Question: Monocot and dicot perennial herbaceous species can be considered two a priori guilds, which interact in regularly mown grasslands. Complementary resource use in space is important for diversity and productivity of perennial herbaceous communities, yet small-scale spatial patterns of guilds and niche complementarity have rarely been linked explicitly. We ask: 1. Do guild interactions in our community generate small-scale patterns such as guild proportionality? 2. Do these patterns coincide with overyielding of guilds, that is, can small-scale spatial patterns of guilds be experimentally linked to niche complementarity?
Location: Georgia, central Caucasian mountains.
Methods: We sampled randomly placed small quadrats and used presence-absence data to measure small-scale spatial patterns within plots.
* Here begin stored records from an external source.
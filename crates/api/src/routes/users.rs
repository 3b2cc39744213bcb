use axum::routing::{delete, get, put};
use axum::Router;

use crate::handlers::users;
use crate::state::AppState;

/// Routes mounted at `/users`. All require auth.
///
/// ```text
/// DELETE /                -> delete
/// GET    /me              -> me
/// PUT    /update          -> update
/// PUT    /update-password -> update_password
/// ```
pub fn router() -> Router<AppState> {
    Router::new()
        .route("/", delete(users::delete))
        .route("/me", get(users::me))
        .route("/update", put(users::update))
        .route("/update-password", put(users::update_password))
}
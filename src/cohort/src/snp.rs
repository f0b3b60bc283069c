//! The SNP arena.

use crate::SampleMap;

/// Stable index into the SNP arena. Features reference their cis-SNPs
/// through this, never by pointer.
#[derive(Debug, Clone, Copy, PartialEq, Eq, Hash, PartialOrd, Ord)]
pub struct SnpIdx(pub usize);

/// One SNP of the (single) genotype source.
///
/// `genos[j]` is the allele dosage of source column j, 0·AA + 1·AB + 2·BB;
/// `is_na[j]` flags the all-zero probability triples of the IMPUTE format.
#[derive(Debug, Clone)]
pub struct Snp {
    pub name: String,
    pub chr: String,
    /// 1-based position.
    pub coord: u32,
    pub genos: Vec<f64>,
    pub is_na: Vec<bool>,
    /// Per-subgroup minor allele frequency, NaN when the subgroup types no
    /// sample for this SNP.
    pub mafs: Vec<f64>,
}

impl Snp {
    pub fn new(name: String, chr: String, coord: u32, genos: Vec<f64>, is_na: Vec<bool>) -> Self {
        Self { name, chr, coord, genos, is_na, mafs: Vec::new() }
    }

    /// Dosage of genotype column `col`, or None when missing.
    pub fn dose(&self, col: usize) -> Option<f64> {
        (!self.is_na[col]).then(|| self.genos[col])
    }

    /// min(p, 1−p) with p = mean dosage / 2 over the subgroup's non-missing
    /// samples.
    pub fn compute_mafs(&mut self, map: &SampleMap) {
        self.mafs = (0..map.nb_subgroups()).map(|s| {
            let (mut sum, mut n) = (0.0, 0usize);
            for i in 0..map.len() {
                if map.pheno_col(s, i).is_none() {
                    continue
                }
                let Some(col) = map.geno_col(i) else {
                    continue
                };
                if let Some(dose) = self.dose(col) {
                    sum += dose;
                    n += 1;
                }
            }
            if n == 0 {
                f64::NAN
            } else {
                let p = sum / (2.0 * n as f64);
                p.min(1.0 - p)
            }
        }).collect();
    }
}
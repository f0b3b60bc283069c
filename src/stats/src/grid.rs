//! Grid of prior variances (φ², ω²) over which ABFs are averaged.

/// One grid row: φ² is the heterogeneity prior variance, ω² the shared
/// effect prior variance.
#[derive(Debug, Clone, Copy, PartialEq)]
pub struct GridPoint {
    pub phi2: f64,
    pub omega2: f64,
}

/// Finite list of (φ², ω²) pairs, marginalized with uniform weights.
#[derive(Debug, Clone, PartialEq)]
pub struct Grid(Vec<GridPoint>);

impl Grid {
    pub fn new(points: Vec<GridPoint>) -> Self {
        Self(points)
    }

    pub fn from_pairs(pairs: &[(f64, f64)]) -> Self {
        Self(pairs.iter().map(|&(phi2, omega2)| GridPoint { phi2, omega2 }).collect())
    }

    pub fn len(&self) -> usize {
        self.0.len()
    }

    pub fn is_empty(&self) -> bool {
        self.0.is_empty()
    }

    pub fn iter(&self) -> std::slice::Iter<'_, GridPoint> {
        self.0.iter()
    }

    /// Uniform averaging weights, one per row. They sum to 1 by construction.
    pub fn uniform_weights(&self) -> Vec<f64> {
        vec![1.0 / self.0.len() as f64; self.0.len()]
    }
}

impl<'a> IntoIterator for &'a Grid {
    type Item = &'a GridPoint;
    type IntoIter = std::slice::Iter<'a, GridPoint>;

    fn into_iter(self) -> Self::IntoIter {
        self.0.iter()
    }
}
We experimentally tested overyielding of monocots and dicots grown separately and in mixtures.
Results: We found measurable small-scale pattern of guilds in our community: monocots and dicots showed significant guild proportionality. However, variance deficit in the number of species per small quadrat was stronger in monocots than in dicots. Experiments found considerable overyielding, which was unaffected by water stress.
Conclusions: Coincidence of measurable small-scale arrangements of guilds with robust overyielding indicates that spatial arrangement is an important manifestation of niche complementarity. Stronger variance deficit of monocot species at small scale suggests that monocots compete with each other more strongly and, as a consequence, are more regularly dispersed at small spatial scale. Conversely, morphologically more diverse and more plastic dicots may more easily fit within the neighbourhood patchwork created by monocots.